About this exercise => For each line in the material below that holds "warnings", copy that line.

Dataset excerpts =>
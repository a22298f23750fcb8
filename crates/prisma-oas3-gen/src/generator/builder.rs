use indexmap::{IndexMap, map::Entry};

use crate::{
  dmmf::{DatamodelEnum, Model},
  error::{GenerateError, Result},
  generator::{
    options::GenerationOptions,
    schema::{ObjectSchema, SchemaDocument, SchemaFragment, SchemaType},
    type_mapper::{ModelIndex, TypeMapper},
    warnings::GenerationWarning,
  },
  utils::normalize_description,
};

/// A built document together with the warnings raised while mapping fields.
#[derive(Debug, Clone, PartialEq)]
pub struct BuiltDocument {
  pub document: SchemaDocument,
  pub warnings: Vec<GenerationWarning>,
}

/// Assembles the component schemas for a set of models and enums.
pub struct SchemaBuilder<'a> {
  index: ModelIndex<'a>,
  enums: &'a [DatamodelEnum],
  options: &'a GenerationOptions,
}

impl<'a> SchemaBuilder<'a> {
  /// `all_models` is the unfiltered collection used to resolve relations.
  #[must_use]
  pub fn new(all_models: &'a [Model], enums: &'a [DatamodelEnum], options: &'a GenerationOptions) -> Self {
    Self {
      index: ModelIndex::new(all_models),
      enums,
      options,
    }
  }

  /// Registers one object schema per model in `models`, then one string
  /// schema per enum.
  ///
  /// Fails only if two schemas would share a name.
  pub fn build(&self, models: &[&Model]) -> Result<BuiltDocument> {
    let mut document = SchemaDocument::new(&self.options.title, &self.options.description);
    let mut warnings = Vec::new();
    let schemas = &mut document.components.schemas;

    for model in models {
      let schema = self.build_model(model, &mut warnings);
      register(schemas, &model.name, schema)?;
    }

    for enum_def in self.enums {
      register(schemas, &enum_def.name, Self::build_enum(enum_def))?;
    }

    Ok(BuiltDocument { document, warnings })
  }

  fn build_model(&self, model: &Model, warnings: &mut Vec<GenerationWarning>) -> SchemaFragment {
    let mapper = TypeMapper::new(&self.index);
    let mut properties = IndexMap::with_capacity(model.fields.len());

    for field in &model.fields {
      let mapped = mapper.map_field(field);
      if let Some(reason) = mapped.degraded {
        warnings.push(GenerationWarning::DegradedField {
          model: model.name.clone(),
          field: field.name.clone(),
          reason,
        });
      }
      properties.insert(field.name.clone(), mapped.schema);
    }

    SchemaFragment::Schema(Box::new(ObjectSchema {
      schema_type: Some(SchemaType::Object),
      description: model.documentation.as_deref().map(normalize_description),
      properties: Some(properties),
      required: Some(model.required_field_names().map(String::from).collect()),
      ..ObjectSchema::default()
    }))
  }

  fn build_enum(enum_def: &DatamodelEnum) -> SchemaFragment {
    SchemaFragment::Schema(Box::new(ObjectSchema {
      schema_type: Some(SchemaType::String),
      enum_values: Some(enum_def.value_names().map(String::from).collect()),
      ..ObjectSchema::default()
    }))
  }
}

fn register(schemas: &mut IndexMap<String, SchemaFragment>, name: &str, schema: SchemaFragment) -> Result<()> {
  match schemas.entry(name.to_string()) {
    Entry::Occupied(_) => Err(GenerateError::DuplicateSchemaName { name: name.to_string() }),
    Entry::Vacant(slot) => {
      slot.insert(schema);
      Ok(())
    }
  }
}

Answer to the exercise =>
    warnings::GenerationWarning,
/// A built document together with the warnings raised while mapping fields.
  pub warnings: Vec<GenerationWarning>,
    let mut warnings = Vec::new();
      let schema = self.build_model(model, &mut warnings);
    Ok(BuiltDocument { document, warnings })
  fn build_model(&self, model: &Model, warnings: &mut Vec<GenerationWarning>) -> SchemaFragment {
        warnings.push(GenerationWarning::DegradedField {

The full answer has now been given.